The Fire of Life by Richard Rorty
In an essay called "Pragmatism and Romanticism" I tried to restate the argument of Shelley's "Defense of Poetry." At the heart of Romanticism, I said, was the claim that reason can only follow paths that the imagination has first broken. No words, no reasoning. No imagination, no new words. No such words, no moral or intellectual progress.
I ended that essay by contrasting the poet's ability to give us a richer language with the philosopher's attempt to acquire non-linguistic access to the really real. Plato's dream of such access was itself a great poetic achievement. But by Shelley's time, I argued, it had been dreamt out. We are now more able than Plato was to acknowledge our finitude — to admit that we shall never be in touch with something greater than ourselves. We hope instead that human life here on earth will become richer as the centuries go by because the language used by our remote descendants will have more resources than ours did. Our vocabulary will stand to theirs as that of our primitive ancestors stands to ours.

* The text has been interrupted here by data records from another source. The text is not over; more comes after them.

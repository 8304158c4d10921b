//! Outbound delivery port.

use chatrelay_types::error::DeliveryError;
use chatrelay_types::wire::ServerEnvelope;

/// Pushes serialized frames to one remote client connection.
///
/// The websocket registry in the transport layer is the production
/// implementation. Delivery is sequential per connection: the orchestrator
/// awaits each send before producing the next frame, so the client's read
/// pace backpressures generation.
pub trait DeliveryChannel: Send + Sync {
    /// Deliver one frame to the connection.
    ///
    /// `EndpointGone` means the connection no longer exists; the caller
    /// abandons the turn quietly since there is no one left to tell.
    fn send(
        &self,
        connection_id: &str,
        envelope: &ServerEnvelope,
    ) -> impl Future<Output = Result<(), DeliveryError>> + Send;
}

In that essay, as in previous writings, I used "poetry" in an extended sense. I stretched Harold Bloom's term "strong poet" to cover prose writers who had invented new language games for us to play — people like Plato, Newton, Marx, Darwin, and Freud as well as versifiers like Milton and Blake. These games might involve mathematical equations, or inductive arguments, or dramatic narratives, or (in the case of the versifiers) prosodic innovation. But the distinction between prose and verse was irrelevant to my philosophical purposes.